Reveal H-induced cracking in duplex stainless steel by neutron and x-ray diffraction and imaging
Reference number | |
Coordinator | Kungliga Tekniska Högskolan - Kungliga Tekniska högskolan Skolan f kemi bioteknologi & hälsa |
Funding from Vinnova | SEK 1 160 000 |
Project duration | November 2021 - March 2024 |
Status | Completed |
Venture | Research infrastructure - utilisation and collaboration |
Call | Industrial utilization of neutron and synchrotron light-based technologies in large-scale research infrastructure |
End-of-project report | 2021-03815_AlleimaEMEA.pdf (pdf, 551 kB) |
Important results from the project
The overall purpose is to develop a sample environment and perform operando time-of-flight neutron imaging and diffraction measurement to reveal local distribution of H, strain and microstructure evolution in duplex stainless steel under H charging and tensile loading. Despite of some delay, we have developed the sample environment and performed the neutron measurement at ISIS successfully.
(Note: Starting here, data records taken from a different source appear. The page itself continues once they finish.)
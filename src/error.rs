//! Error handling for processing Signed Prefix Lists.
//!

use std::{error, fmt};
use std::convert::Infallible;
use bcder::decode::{ContentError, DecodeError};


//------------ InspectionError -----------------------------------------------

/// An object’s content or certificate is malformed.
#[derive(Debug)]
pub struct InspectionError{
    inner: ContentError,
}

impl InspectionError {
    pub fn new(err: impl Into<ContentError>) -> Self {
        InspectionError { inner: err.into() }
    }
}

impl From<ContentError> for InspectionError {
    fn from(err: ContentError) -> InspectionError {
        InspectionError { inner: err }
    }
}

impl From<InspectionError> for ContentError {
    fn from(err: InspectionError) -> Self {
        err.inner
    }
}

impl fmt::Display for InspectionError {
    fn fmt(&self, f: &mut fmt::Formatter) -> fmt::Result {
        self.inner.fmt(f)
    }
}

impl error::Error for InspectionError { }


//------------ VerificationError ---------------------------------------------

/// An object failed a check against its certificate or signature.
#[derive(Debug)]
pub struct VerificationError{
    inner: ContentError,
}

impl VerificationError {
    pub fn new(err: impl Into<ContentError>) -> Self {
        VerificationError { inner: err.into() }
    }
}

impl From<ContentError> for VerificationError {
    fn from(err: ContentError) -> VerificationError {
        VerificationError { inner: err }
    }
}

impl fmt::Display for VerificationError {
    fn fmt(&self, f: &mut fmt::Formatter) -> fmt::Result {
        self.inner.fmt(f)
    }
}

impl error::Error for VerificationError { }


//------------ ValidationError -----------------------------------------------

/// Any reason an object was rejected.
#[derive(Debug)]
pub struct ValidationError{
    inner: ValidationErrorKind,
}

#[derive(Debug)]
enum ValidationErrorKind {
    Decoding(DecodeError<Infallible>),
    Inspection(InspectionError),
    Verification(VerificationError),
}

impl ValidationError {
    /// Returns whether the error stems from decoding the content.
    pub fn is_decoding(&self) -> bool {
        matches!(self.inner, ValidationErrorKind::Decoding(_))
    }
}

impl From<DecodeError<Infallible>> for ValidationError {
    fn from(err: DecodeError<Infallible>) -> ValidationError {
        ValidationError {
            inner: ValidationErrorKind::Decoding(err)
        }
    }
}

impl From<InspectionError> for ValidationError {
    fn from(err: InspectionError) -> ValidationError {
        ValidationError {
            inner: ValidationErrorKind::Inspection(err)
        }
    }
}

impl From<VerificationError> for ValidationError {
    fn from(err: VerificationError) -> ValidationError {
        ValidationError {
            inner: ValidationErrorKind::Verification(err)
        }
    }
}

impl fmt::Display for ValidationError {
    fn fmt(&self, f: &mut fmt::Formatter) -> fmt::Result {
        match self.inner {
            ValidationErrorKind::Decoding(ref inner) => inner.fmt(f),
            ValidationErrorKind::Inspection(ref inner) => inner.fmt(f),
            ValidationErrorKind::Verification(ref inner) => inner.fmt(f),
        }
    }
}

impl error::Error for ValidationError { }


//============ Tests =========================================================
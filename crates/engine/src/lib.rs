//! Menu navigation and dispatch engine.
//!
//! Ties the pure pieces from `gridmenu-core` to a displaying [`Host`]:
//! opening a menu for a user (permission gate, history push, page layout,
//! grid handoff), routing clicks back to registered handlers, and walking
//! the per-user navigation history when a back control is clicked.
//!
//! The engine serializes all work for one user behind that user's session
//! lock; operations for different users run in parallel.

pub mod engine;
pub mod error;
pub mod event;
pub mod history;
pub mod host;
pub mod menu;
pub mod registry;

pub use engine::{CloseToken, MenuEngine, OpenOutcome, RefreshOutcome, NO_PERMISSION_MESSAGE};
pub use error::MenuError;
pub use event::{ClickDecision, ClickEvent};
pub use history::History;
pub use host::Host;
pub use menu::{Menu, MenuBuilder, MenuContent, MenuId, SharedMenu};
pub use registry::{ClickHandler, ClickRegistry};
Moreover, we have also performed operando synchrotron diffraction measurement at PETRA III. The results from the neutron and synchrotron measurements provide complementary information.
Expected long term effects
We have developed the sample environment and demonstrated the feasibility to utilize the time-of-flight neutron imaging and diffraction technique for in-situ and operando measurement to study hydrogen embrittlement. We will further improve the experiment setup and the hydrogen charging condition by using another electrolyte giving much higher hydrogen ingress in future work. The project promotes industrial utilisation of neutron facilities and also create synergy between neutron and synchrotron facilities by developing sample environments for industrial users.
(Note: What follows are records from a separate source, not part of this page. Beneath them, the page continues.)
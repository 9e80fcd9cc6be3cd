//! The menu model.
//!
//! One concrete [`Menu`] type covers both plain and paginated menus.
//! Required pieces are the name, the grid size, and a content source;
//! everything else (permission, title texture, takable slots, hooks) is an
//! optional capability carried as a field. Click-handler bindings live in a
//! registry owned by the menu itself, so they expire with it.

use std::collections::{BTreeMap, BTreeSet};
use std::sync::atomic::{AtomicU64, Ordering};
use std::sync::{Arc, Mutex};

use gridmenu_core::{paginate, GridSize, MenuItem, PageRequest};

use crate::event::ClickEvent;
use crate::registry::{ClickHandler, ClickRegistry, HandlerSlot};

/// Unique handle for one menu instance, issued at build time.
#[derive(Debug, Clone, Copy, PartialEq, Eq, Hash, PartialOrd, Ord)]
pub struct MenuId(u64);

static NEXT_MENU_ID: AtomicU64 = AtomicU64::new(1);

/// A menu handle shared between application code and the engine's
/// navigation history.
pub type SharedMenu<U> = Arc<Mutex<Menu<U>>>;

/// Produces the full slot map of a plain menu, called on every render.
pub type ContentProvider = Box<dyn FnMut() -> BTreeMap<usize, MenuItem> + Send>;

/// Produces the ordered content sequence of a paginated menu, called on
/// every render.
pub type ItemsProvider = Box<dyn FnMut() -> Vec<MenuItem> + Send>;

/// The menu's own click hook; runs for every click on the menu, before any
/// registered handler.
pub type ClickHook<U> = Box<dyn FnMut(&ClickEvent<U>) + Send>;

/// The menu's close hook.
pub type CloseHook<U> = Box<dyn FnMut(&U) + Send>;

/// Shared handle to a hook, so the engine can run it without holding the
/// menu lock. Hooks may re-enter the engine (turn pages, open menus).
pub type HookSlot<F> = Arc<Mutex<F>>;

/// Where a menu's cell content comes from.
pub enum MenuContent {
    /// The provider hands back the complete slot map.
    Plain(ContentProvider),
    /// The paginator lays a page of the item sequence into the grid.
    Paginated(Paged),
}

/// Pagination state and inputs for a paginated menu.
pub struct Paged {
    items: ItemsProvider,
    static_slots: Vec<usize>,
    border: Option<MenuItem>,
    buttons: BTreeMap<usize, MenuItem>,
    page: usize,
    number_of_pages: i32,
}

/// A menu a user can open, navigate, and click through.
pub struct Menu<U> {
    id: MenuId,
    name: String,
    size: GridSize,
    texture: Option<String>,
    permission: Option<String>,
    takable_slots: BTreeSet<usize>,
    content: MenuContent,
    registry: ClickRegistry<U>,
    click_hook: Option<HookSlot<ClickHook<U>>>,
    close_hook: Option<HookSlot<CloseHook<U>>>,
}

impl<U> Menu<U> {
    /// Start building a menu with the two required attributes.
    pub fn builder(name: impl Into<String>, size: GridSize) -> MenuBuilder<U> {
        MenuBuilder::new(name.into(), size)
    }

    /// The handle identifying this menu instance.
    pub fn id(&self) -> MenuId {
        self.id
    }

    /// Display name.
    pub fn name(&self) -> &str {
        &self.name
    }

    /// Grid size.
    pub fn size(&self) -> GridSize {
        self.size
    }

    /// Title shown on the grid: the texture override when set, the name
    /// otherwise.
    pub fn title(&self) -> &str {
        self.texture.as_deref().unwrap_or(&self.name)
    }

    /// Permission required to open this menu, if any.
    pub fn permission(&self) -> Option<&str> {
        self.permission.as_deref()
    }

    /// Whether the user may freely take from / place into this slot.
    pub fn is_takable(&self, slot: usize) -> bool {
        self.takable_slots.contains(&slot)
    }

    /// Bind a click handler to cells holding content similar to `item`.
    pub fn on_item_click(&mut self, item: &MenuItem, handler: ClickHandler<U>) {
        self.registry.register(item, handler);
    }

    /// Compute the slot map for the current render.
    ///
    /// For paginated menus this also recomputes the page count as a side
    /// effect, which is why a render is needed before `is_last_page` means
    /// anything.
    pub fn render(&mut self) -> BTreeMap<usize, MenuItem> {
        match &mut self.content {
            MenuContent::Plain(provider) => provider(),
            MenuContent::Paginated(paged) => {
                let items = (paged.items)();
                let layout = paginate(&PageRequest {
                    size: self.size,
                    static_slots: &paged.static_slots,
                    border: paged.border.as_ref(),
                    items: &items,
                    buttons: &paged.buttons,
                    page: paged.page,
                });
                paged.number_of_pages = layout.number_of_pages;
                layout.slots
            }
        }
    }

    /// Current page index. Always 0 for plain menus.
    pub fn page(&self) -> usize {
        match &self.content {
            MenuContent::Plain(_) => 0,
            MenuContent::Paginated(paged) => paged.page,
        }
    }

    /// Set the current page. No-op for plain menus; not clamped, so gate
    /// advancement on [`Menu::is_last_page`].
    pub fn set_page(&mut self, page: usize) {
        if let MenuContent::Paginated(paged) = &mut self.content {
            paged.page = page;
        }
    }

    /// Index of the last page as of the most recent render; `-1` when there
    /// is no paginated content.
    pub fn number_of_pages(&self) -> i32 {
        match &self.content {
            MenuContent::Plain(_) => -1,
            MenuContent::Paginated(paged) => paged.number_of_pages,
        }
    }

    /// Whether the current page is at or past the last one. True for plain
    /// and empty menus, so "next page" controls gated on this never advance.
    pub fn is_last_page(&self) -> bool {
        self.page() as i32 >= self.number_of_pages()
    }

    pub(crate) fn click_hook_handle(&self) -> Option<HookSlot<ClickHook<U>>> {
        self.click_hook.clone()
    }

    pub(crate) fn close_hook_handle(&self) -> Option<HookSlot<CloseHook<U>>> {
        self.close_hook.clone()
    }

    pub(crate) fn matching_handlers(&self, clicked: &MenuItem) -> Vec<HandlerSlot<U>> {
        self.registry.matching(clicked)
    }
}

impl<U> std::fmt::Debug for Menu<U> {
    fn fmt(&self, f: &mut std::fmt::Formatter<'_>) -> std::fmt::Result {
        f.debug_struct("Menu")
            .field("id", &self.id)
            .field("name", &self.name)
            .field("size", &self.size)
            .field("bindings", &self.registry.len())
            .finish()
    }
}

/// Assembles a [`Menu`]; see [`Menu::builder`].
pub struct MenuBuilder<U> {
    name: String,
    size: GridSize,
    texture: Option<String>,
    permission: Option<String>,
    takable_slots: BTreeSet<usize>,
    plain_provider: Option<ContentProvider>,
    items_provider: Option<ItemsProvider>,
    static_slots: Vec<usize>,
    border: Option<MenuItem>,
    buttons: BTreeMap<usize, MenuItem>,
    click_hook: Option<ClickHook<U>>,
    close_hook: Option<CloseHook<U>>,
    handlers: Vec<(MenuItem, ClickHandler<U>)>,
}

impl<U> MenuBuilder<U> {
    fn new(name: String, size: GridSize) -> Self {
        Self {
            name,
            size,
            texture: None,
            permission: None,
            takable_slots: BTreeSet::new(),
            plain_provider: None,
            items_provider: None,
            static_slots: Vec::new(),
            border: None,
            buttons: BTreeMap::new(),
            click_hook: None,
            close_hook: None,
            handlers: Vec::new(),
        }
    }

    /// Override the grid title without changing the menu's name.
    pub fn texture(mut self, texture: impl Into<String>) -> Self {
        self.texture = Some(texture.into());
        self
    }

    /// Require a permission to open the menu.
    pub fn permission(mut self, permission: impl Into<String>) -> Self {
        self.permission = Some(permission.into());
        self
    }

    /// Allow free item placement/removal on these slots.
    pub fn takable_slots(mut self, slots: impl IntoIterator<Item = usize>) -> Self {
        self.takable_slots.extend(slots);
        self
    }

    /// Supply the complete slot map of a plain menu.
    pub fn content<F>(mut self, provider: F) -> Self
    where
        F: FnMut() -> BTreeMap<usize, MenuItem> + Send + 'static,
    {
        self.plain_provider = Some(Box::new(provider));
        self
    }

    /// Supply the ordered item sequence of a paginated menu. Setting this
    /// makes the menu paginated; a plain content provider is then ignored.
    pub fn items<F>(mut self, provider: F) -> Self
    where
        F: FnMut() -> Vec<MenuItem> + Send + 'static,
    {
        self.items_provider = Some(Box::new(provider));
        self
    }

    /// Reserve slots for border and buttons (paginated menus).
    pub fn static_slots(mut self, slots: impl IntoIterator<Item = usize>) -> Self {
        self.static_slots.extend(slots);
        self
    }

    /// Filler written to every static slot (paginated menus).
    pub fn border(mut self, border: MenuItem) -> Self {
        self.border = Some(border);
        self
    }

    /// Place a button on a static slot (paginated menus). Buttons bound to
    /// non-static slots are dropped at render time.
    pub fn button(mut self, slot: usize, button: MenuItem) -> Self {
        self.buttons.insert(slot, button);
        self
    }

    /// The menu's own click hook, run for every click before any registered
    /// handler.
    pub fn on_click<F>(mut self, hook: F) -> Self
    where
        F: FnMut(&ClickEvent<U>) + Send + 'static,
    {
        self.click_hook = Some(Box::new(hook));
        self
    }

    /// The menu's close hook.
    pub fn on_close<F>(mut self, hook: F) -> Self
    where
        F: FnMut(&U) + Send + 'static,
    {
        self.close_hook = Some(Box::new(hook));
        self
    }

    /// Bind a click handler to cells holding content similar to `item`.
    pub fn handler<F>(mut self, item: MenuItem, handler: F) -> Self
    where
        F: FnMut(&ClickEvent<U>) -> anyhow::Result<()> + Send + 'static,
    {
        self.handlers.push((item, Box::new(handler)));
        self
    }

    /// Build the menu and wrap it in its shared handle.
    pub fn build(self) -> SharedMenu<U> {
        let content = if let Some(items) = self.items_provider {
            MenuContent::Paginated(Paged {
                items,
                static_slots: self.static_slots,
                border: self.border,
                buttons: self.buttons,
                page: 0,
                number_of_pages: -1,
            })
        } else {
            MenuContent::Plain(
                self.plain_provider
                    .unwrap_or_else(|| Box::new(BTreeMap::new)),
            )
        };

        let mut registry = ClickRegistry::new();
        for (item, handler) in self.handlers {
            registry.register(&item, handler);
        }

        Arc::new(Mutex::new(Menu {
            id: MenuId(NEXT_MENU_ID.fetch_add(1, Ordering::Relaxed)),
            name: self.name,
            size: self.size,
            texture: self.texture,
            permission: self.permission,
            takable_slots: self.takable_slots,
            content,
            registry,
            click_hook: self.click_hook.map(|hook| Arc::new(Mutex::new(hook))),
            close_hook: self.close_hook.map(|hook| Arc::new(Mutex::new(hook))),
        }))
    }
}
Approach and implementation
Neutron scattering and synchrotron radiation, the former with a high sensitivity to H and both with a high penetration power, provide unique possibilities to simultaneously detect H, strain, and H damage in metals. The project is a joint effort by corrosion expert at KTH Royal Institute of Technology, neutron expert at ESS, synchrotron expert at Lund University, and material expert at Alleima AB. The combined expertise and good collaboration enabled the development of the sample environment and successful neutron and synchrotron measurements, showing the feasibility of the method.